Set out exactly, line by line, the stretch of data below that begins at the line containing "return Ok(());" and ends at the line containing "let mut answer = String::new();", with both ends kept.

▶ INPUT FOR THIS TASK:
##############################

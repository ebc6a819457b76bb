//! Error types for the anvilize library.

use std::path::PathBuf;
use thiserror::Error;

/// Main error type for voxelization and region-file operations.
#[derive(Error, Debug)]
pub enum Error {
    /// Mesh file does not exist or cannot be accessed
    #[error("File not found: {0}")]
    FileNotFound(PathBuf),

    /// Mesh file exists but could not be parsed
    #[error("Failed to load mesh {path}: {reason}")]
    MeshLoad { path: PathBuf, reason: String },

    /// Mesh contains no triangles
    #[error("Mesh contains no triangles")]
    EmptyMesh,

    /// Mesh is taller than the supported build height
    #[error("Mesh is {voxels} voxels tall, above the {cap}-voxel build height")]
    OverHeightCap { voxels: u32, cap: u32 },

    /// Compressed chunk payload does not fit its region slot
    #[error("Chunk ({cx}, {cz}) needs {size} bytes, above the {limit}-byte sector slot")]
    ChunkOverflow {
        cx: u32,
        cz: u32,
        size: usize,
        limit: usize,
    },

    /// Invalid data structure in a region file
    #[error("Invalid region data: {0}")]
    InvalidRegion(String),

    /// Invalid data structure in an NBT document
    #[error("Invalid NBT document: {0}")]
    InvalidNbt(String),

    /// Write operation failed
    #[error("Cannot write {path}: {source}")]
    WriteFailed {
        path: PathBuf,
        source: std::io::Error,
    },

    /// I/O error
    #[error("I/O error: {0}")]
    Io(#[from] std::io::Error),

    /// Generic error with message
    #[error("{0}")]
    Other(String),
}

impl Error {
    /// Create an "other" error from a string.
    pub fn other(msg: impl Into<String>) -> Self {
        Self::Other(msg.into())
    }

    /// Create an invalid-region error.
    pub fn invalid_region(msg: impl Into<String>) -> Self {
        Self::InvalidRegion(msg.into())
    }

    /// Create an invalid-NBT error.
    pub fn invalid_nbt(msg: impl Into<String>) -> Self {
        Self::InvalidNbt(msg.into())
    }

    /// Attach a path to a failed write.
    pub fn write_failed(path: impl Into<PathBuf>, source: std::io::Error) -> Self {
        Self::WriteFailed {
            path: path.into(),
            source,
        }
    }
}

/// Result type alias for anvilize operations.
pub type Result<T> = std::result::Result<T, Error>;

##############################

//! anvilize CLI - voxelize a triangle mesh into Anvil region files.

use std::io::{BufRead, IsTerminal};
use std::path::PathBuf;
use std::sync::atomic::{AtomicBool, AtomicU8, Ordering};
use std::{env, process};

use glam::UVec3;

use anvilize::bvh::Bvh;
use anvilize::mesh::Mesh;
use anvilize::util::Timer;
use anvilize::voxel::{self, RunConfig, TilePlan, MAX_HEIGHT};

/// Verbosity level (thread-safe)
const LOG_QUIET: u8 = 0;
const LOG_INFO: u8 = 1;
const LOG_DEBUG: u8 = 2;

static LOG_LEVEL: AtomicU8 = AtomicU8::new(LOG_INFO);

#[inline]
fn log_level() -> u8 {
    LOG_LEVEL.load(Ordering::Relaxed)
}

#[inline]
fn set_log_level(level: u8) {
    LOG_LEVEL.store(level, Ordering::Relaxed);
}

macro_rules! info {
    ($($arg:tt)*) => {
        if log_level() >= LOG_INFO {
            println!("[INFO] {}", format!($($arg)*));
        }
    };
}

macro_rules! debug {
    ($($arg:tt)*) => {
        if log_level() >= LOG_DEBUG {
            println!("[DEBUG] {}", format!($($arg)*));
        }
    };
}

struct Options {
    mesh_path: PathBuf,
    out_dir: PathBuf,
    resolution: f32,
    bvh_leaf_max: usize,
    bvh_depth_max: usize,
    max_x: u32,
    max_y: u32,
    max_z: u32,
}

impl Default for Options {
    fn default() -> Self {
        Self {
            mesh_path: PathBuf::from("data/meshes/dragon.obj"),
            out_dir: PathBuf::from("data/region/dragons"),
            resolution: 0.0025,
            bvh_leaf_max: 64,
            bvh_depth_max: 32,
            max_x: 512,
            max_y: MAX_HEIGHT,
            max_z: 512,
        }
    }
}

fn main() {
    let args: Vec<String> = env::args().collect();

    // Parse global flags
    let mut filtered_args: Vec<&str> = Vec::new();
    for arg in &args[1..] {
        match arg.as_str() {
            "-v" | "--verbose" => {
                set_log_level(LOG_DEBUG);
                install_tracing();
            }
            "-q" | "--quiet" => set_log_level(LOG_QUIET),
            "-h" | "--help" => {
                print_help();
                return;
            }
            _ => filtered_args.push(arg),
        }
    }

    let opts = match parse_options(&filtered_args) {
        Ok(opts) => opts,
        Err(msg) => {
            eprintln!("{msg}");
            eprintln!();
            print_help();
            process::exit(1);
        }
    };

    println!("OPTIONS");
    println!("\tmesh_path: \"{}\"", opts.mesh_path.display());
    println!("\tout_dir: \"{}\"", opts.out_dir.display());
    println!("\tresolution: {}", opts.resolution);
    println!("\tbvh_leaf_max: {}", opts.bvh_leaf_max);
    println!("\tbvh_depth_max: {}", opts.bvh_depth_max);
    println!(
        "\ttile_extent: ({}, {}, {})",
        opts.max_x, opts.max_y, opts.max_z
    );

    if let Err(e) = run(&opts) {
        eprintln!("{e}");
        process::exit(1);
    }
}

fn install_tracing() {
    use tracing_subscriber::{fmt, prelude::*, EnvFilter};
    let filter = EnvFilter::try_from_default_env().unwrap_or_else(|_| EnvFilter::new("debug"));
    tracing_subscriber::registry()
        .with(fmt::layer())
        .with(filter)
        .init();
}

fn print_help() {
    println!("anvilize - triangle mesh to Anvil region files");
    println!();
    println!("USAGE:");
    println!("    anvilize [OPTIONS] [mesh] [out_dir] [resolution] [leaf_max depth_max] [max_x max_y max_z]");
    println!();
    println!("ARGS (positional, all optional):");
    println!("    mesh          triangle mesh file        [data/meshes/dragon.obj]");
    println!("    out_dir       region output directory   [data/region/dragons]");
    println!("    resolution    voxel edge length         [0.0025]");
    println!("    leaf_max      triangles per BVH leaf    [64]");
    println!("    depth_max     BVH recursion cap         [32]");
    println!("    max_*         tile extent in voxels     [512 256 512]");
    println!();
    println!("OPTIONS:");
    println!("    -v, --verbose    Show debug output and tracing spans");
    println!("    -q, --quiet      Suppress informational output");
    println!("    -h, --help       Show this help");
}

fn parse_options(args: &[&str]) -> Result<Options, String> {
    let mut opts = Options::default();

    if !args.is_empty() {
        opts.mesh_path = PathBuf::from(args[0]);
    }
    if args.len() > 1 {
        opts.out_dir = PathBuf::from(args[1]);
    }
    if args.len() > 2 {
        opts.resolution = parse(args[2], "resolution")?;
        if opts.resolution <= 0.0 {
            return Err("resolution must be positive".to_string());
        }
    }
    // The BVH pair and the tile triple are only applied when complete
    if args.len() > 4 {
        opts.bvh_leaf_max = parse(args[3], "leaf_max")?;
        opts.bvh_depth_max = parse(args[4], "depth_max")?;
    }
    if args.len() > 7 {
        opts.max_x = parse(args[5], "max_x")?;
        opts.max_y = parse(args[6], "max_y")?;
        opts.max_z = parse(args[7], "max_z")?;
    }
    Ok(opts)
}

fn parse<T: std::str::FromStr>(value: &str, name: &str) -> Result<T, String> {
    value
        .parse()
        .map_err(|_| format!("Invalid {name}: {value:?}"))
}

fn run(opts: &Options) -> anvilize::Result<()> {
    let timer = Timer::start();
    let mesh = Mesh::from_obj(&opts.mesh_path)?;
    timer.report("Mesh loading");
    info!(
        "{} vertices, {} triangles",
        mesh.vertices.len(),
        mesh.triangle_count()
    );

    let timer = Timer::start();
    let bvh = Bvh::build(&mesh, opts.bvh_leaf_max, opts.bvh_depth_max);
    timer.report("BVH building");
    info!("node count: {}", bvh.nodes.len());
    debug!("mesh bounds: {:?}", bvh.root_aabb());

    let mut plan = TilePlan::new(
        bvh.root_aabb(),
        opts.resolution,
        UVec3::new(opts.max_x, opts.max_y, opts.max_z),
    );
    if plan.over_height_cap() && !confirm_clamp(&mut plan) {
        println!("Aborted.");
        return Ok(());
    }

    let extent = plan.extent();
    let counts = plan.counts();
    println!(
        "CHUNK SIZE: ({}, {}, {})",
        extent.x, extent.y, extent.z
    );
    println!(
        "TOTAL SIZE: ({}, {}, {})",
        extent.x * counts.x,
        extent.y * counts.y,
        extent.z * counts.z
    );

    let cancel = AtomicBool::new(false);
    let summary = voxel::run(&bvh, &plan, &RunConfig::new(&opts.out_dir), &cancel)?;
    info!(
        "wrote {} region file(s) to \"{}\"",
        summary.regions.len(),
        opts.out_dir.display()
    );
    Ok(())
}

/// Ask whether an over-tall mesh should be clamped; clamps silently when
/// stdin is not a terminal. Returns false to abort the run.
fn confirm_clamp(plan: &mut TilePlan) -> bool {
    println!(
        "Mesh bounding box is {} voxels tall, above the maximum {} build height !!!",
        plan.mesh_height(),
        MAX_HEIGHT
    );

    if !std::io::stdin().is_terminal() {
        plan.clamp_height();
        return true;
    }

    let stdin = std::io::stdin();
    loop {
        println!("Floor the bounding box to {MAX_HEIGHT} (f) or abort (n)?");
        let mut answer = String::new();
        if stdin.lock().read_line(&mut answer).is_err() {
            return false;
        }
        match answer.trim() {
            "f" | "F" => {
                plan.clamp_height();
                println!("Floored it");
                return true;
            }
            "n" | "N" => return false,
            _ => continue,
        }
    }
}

##############################

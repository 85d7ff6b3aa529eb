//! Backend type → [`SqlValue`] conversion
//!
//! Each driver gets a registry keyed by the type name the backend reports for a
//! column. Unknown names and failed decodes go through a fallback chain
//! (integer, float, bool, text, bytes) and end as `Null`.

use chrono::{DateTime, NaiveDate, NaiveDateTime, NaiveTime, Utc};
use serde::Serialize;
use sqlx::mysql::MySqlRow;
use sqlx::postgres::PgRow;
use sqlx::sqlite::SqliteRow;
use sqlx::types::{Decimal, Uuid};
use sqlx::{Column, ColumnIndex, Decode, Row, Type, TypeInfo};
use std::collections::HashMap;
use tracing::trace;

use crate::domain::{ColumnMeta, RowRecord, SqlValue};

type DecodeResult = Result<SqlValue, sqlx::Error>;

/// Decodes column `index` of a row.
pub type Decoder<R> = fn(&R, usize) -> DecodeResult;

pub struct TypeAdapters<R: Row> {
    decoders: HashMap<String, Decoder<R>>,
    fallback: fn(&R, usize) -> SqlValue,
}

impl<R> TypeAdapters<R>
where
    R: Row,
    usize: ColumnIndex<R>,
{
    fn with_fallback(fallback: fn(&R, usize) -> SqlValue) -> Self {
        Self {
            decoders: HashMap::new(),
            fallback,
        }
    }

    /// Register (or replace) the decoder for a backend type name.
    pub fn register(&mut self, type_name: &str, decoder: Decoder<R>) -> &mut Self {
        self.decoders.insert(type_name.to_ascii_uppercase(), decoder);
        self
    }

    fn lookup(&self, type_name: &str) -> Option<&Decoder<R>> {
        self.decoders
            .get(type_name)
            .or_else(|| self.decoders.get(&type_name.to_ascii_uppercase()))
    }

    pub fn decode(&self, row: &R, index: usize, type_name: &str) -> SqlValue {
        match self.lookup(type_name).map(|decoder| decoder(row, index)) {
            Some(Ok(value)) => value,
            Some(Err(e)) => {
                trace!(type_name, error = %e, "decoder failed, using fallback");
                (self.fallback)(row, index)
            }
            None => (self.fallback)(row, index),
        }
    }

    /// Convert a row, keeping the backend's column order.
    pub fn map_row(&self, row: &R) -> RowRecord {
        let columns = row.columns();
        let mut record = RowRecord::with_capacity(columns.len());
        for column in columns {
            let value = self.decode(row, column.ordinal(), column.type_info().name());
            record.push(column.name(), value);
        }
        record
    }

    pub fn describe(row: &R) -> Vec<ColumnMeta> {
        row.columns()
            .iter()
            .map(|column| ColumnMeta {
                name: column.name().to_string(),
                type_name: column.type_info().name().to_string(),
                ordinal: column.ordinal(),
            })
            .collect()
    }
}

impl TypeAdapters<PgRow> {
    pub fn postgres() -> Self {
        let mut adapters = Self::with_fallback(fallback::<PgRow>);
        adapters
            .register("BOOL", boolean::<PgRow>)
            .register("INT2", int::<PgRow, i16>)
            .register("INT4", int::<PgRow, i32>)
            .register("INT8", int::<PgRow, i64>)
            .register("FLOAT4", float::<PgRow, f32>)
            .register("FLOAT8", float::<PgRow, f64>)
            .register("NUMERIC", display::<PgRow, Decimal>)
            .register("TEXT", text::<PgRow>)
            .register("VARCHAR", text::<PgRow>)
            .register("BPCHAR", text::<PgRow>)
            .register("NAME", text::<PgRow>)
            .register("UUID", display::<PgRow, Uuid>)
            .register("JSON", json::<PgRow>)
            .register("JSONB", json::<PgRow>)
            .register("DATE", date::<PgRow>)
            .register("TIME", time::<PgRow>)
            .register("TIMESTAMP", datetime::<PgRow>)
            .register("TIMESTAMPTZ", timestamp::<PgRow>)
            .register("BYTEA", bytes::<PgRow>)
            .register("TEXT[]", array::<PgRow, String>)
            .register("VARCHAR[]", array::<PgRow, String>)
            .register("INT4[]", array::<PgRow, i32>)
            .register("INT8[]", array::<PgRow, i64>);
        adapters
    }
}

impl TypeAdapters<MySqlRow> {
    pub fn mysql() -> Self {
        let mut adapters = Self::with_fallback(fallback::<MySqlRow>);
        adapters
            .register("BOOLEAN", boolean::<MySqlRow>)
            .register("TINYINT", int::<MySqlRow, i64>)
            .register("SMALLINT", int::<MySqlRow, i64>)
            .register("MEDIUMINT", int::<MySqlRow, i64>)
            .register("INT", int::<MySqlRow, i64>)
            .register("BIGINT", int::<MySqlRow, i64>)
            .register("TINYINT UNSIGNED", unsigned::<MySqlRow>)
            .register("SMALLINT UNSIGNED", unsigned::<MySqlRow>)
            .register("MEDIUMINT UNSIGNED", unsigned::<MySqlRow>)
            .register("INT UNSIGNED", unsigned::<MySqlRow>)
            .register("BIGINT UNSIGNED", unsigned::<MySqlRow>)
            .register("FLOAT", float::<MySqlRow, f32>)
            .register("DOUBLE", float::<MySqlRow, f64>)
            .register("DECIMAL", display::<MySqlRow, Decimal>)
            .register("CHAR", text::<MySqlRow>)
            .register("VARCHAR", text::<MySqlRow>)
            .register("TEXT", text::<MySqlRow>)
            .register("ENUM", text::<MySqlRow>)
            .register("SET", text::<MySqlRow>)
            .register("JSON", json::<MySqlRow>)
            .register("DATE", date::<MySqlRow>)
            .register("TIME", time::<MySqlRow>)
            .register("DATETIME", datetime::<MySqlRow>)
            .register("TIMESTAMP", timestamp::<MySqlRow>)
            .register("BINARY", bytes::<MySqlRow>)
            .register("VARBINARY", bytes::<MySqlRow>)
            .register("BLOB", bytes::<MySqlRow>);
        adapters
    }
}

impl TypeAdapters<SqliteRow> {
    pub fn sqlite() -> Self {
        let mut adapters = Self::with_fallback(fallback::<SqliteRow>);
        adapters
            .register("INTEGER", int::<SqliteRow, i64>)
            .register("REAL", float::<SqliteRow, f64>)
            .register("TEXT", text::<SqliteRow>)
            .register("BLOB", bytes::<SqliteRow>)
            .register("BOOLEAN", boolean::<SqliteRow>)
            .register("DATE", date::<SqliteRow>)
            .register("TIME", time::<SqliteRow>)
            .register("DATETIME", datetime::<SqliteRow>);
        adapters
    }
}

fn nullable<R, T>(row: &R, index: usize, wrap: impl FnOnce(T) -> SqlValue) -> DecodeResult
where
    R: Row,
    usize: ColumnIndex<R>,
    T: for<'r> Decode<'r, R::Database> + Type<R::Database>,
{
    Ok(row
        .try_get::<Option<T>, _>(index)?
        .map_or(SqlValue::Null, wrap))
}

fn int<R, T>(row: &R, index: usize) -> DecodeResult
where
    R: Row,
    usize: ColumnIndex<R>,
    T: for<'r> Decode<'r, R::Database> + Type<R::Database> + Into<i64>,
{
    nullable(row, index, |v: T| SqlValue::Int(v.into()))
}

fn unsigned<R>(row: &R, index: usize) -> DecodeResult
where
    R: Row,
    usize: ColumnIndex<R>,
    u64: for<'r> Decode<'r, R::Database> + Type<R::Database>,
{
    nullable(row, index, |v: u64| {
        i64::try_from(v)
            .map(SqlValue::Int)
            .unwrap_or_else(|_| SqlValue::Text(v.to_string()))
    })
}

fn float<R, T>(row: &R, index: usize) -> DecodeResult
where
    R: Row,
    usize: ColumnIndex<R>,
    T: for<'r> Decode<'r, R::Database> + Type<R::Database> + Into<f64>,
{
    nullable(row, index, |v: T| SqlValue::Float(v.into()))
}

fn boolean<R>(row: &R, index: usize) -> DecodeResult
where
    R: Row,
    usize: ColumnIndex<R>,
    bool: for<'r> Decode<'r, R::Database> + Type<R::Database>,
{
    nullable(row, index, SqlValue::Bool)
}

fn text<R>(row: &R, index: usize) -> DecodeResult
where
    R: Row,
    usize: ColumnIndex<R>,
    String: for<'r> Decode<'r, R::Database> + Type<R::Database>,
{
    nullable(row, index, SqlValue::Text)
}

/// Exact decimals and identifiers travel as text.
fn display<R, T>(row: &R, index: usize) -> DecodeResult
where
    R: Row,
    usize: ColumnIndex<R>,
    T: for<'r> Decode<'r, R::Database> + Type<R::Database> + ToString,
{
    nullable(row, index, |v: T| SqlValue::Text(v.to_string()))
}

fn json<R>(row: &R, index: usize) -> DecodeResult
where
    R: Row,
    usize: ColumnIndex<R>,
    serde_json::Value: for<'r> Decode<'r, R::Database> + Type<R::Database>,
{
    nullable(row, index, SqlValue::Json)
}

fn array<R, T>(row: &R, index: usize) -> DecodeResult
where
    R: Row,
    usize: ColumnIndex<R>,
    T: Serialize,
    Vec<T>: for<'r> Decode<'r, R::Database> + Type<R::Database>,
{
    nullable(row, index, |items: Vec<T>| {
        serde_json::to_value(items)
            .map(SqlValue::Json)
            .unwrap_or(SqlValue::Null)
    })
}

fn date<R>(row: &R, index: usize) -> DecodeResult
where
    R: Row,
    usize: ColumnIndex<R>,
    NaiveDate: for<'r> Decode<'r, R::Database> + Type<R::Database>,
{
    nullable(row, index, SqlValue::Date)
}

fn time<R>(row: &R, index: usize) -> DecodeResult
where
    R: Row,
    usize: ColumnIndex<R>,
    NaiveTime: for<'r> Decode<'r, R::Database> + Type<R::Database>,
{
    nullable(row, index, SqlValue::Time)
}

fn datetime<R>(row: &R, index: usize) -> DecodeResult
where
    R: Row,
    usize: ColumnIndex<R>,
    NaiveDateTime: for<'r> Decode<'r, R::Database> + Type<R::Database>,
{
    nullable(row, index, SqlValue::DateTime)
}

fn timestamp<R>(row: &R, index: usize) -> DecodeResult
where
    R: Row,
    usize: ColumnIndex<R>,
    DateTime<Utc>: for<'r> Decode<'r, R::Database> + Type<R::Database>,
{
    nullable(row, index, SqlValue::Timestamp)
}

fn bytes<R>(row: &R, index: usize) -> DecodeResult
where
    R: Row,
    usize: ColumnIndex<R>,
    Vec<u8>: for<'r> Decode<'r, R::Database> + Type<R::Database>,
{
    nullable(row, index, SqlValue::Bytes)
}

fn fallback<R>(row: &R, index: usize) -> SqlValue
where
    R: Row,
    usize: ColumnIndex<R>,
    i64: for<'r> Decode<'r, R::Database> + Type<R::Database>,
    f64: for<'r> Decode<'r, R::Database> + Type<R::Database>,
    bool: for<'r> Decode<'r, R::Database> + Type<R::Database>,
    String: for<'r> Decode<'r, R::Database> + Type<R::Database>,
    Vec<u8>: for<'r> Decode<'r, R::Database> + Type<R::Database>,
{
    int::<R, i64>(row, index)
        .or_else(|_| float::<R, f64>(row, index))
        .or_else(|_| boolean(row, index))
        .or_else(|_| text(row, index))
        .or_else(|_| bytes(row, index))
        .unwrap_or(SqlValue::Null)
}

##############################

▶ ANSWER BOX:
        return Ok(());
    }

    let extent = plan.extent();
    let counts = plan.counts();
    println!(
        "CHUNK SIZE: ({}, {}, {})",
        extent.x, extent.y, extent.z
    );
    println!(
        "TOTAL SIZE: ({}, {}, {})",
        extent.x * counts.x,
        extent.y * counts.y,
        extent.z * counts.z
    );

    let cancel = AtomicBool::new(false);
    let summary = voxel::run(&bvh, &plan, &RunConfig::new(&opts.out_dir), &cancel)?;
    info!(
        "wrote {} region file(s) to \"{}\"",
        summary.regions.len(),
        opts.out_dir.display()
    );
    Ok(())
}

/// Ask whether an over-tall mesh should be clamped; clamps silently when
/// stdin is not a terminal. Returns false to abort the run.
fn confirm_clamp(plan: &mut TilePlan) -> bool {
    println!(
        "Mesh bounding box is {} voxels tall, above the maximum {} build height !!!",
        plan.mesh_height(),
        MAX_HEIGHT
    );

    if !std::io::stdin().is_terminal() {
        plan.clamp_height();
        return true;
    }

    let stdin = std::io::stdin();
    loop {
        println!("Floor the bounding box to {MAX_HEIGHT} (f) or abort (n)?");
        let mut answer = String::new();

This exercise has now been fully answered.